I am indebted to commenter Caroline for asking a very important question in a comment:

I’d like to hear Vipul blog on the case for open borders for India. Surely India can use 100 million African imports? And what’s the justification for closed borders with China, Pakistan and Bangladesh?

Why should we Westerners have all the fun?

Another comment in a similar vein is from Mary:

Why don’t you tell Australia, commie China, why don’t you tell corrupt socialist India that Pakistan has the right to stream over it’s borders and take it over. You won’t because what you mean is, that the rest of the world has the right to violate US sovereignty, no it doesn’t. The US is a sovereign nation, it’s not a cesspit for slumdogs to fill.

In later agreement with Mary, Caroline writes:

Vipul writes: It’s also worth noting that, de facto, the right to invite, and the right to migrate, predate nation-states. Border controls are a relatively recent innovation.

A world population of 7 billion people is a relatively recent innovation as well, as is relatively cheap and fast mass transportation. And Mary is correct, although her words are inelegantly expressed: how come we never hear the open borders crowd agitating for the “benefits” of a mass immigration free-for-all for China, India, Africa, South America?

Vipul might have more takers for his position if he argued vociferously for open borders for India, for example. Of course, then he’d have to face the RSS and the rest of the Hindu nationalist crowd, who sometimes aren’t very nice, to put it mildly.

And before you point out that India is too crowded, polluted and overpopulated to allow open borders and indiscriminate immigration–why should people who squat out baby after baby with no thought to how they will be fed and housed, and who voluntarily pollute their nation excessively, be the only people who are allowed to have national sovereignty?

Are you then saying that people who stewarded their lands properly, and reproduced responsibly–i.e. us Westerners–are the only people in the world who don’t have the right to national sovereignty?

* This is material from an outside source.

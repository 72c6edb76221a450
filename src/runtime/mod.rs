//! The per-page animation context and its frame loop.

pub mod session;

If so, then it’s the case of the good being punished and the bad being rewarded.

In a blog post titled Parable of the Neighborhood Watch, Sonic Charmer makes a related point (although this is not the focus or thrust of his post):

All the Smart People in your Neighborhood Watch nod their heads. They can think of no counterargument, and certainly don’t want to appear selfish and chauvinistic. And so, before long, before you even really know what happened, your Neighborhood Watch – the one you set up and contributed your money and time to for the sole purpose of, well, watching your own neighborhood – is spending most of its time worrying about and patrolling Other Neighborhood, judging its success on the basis of whether crime is being reduced there.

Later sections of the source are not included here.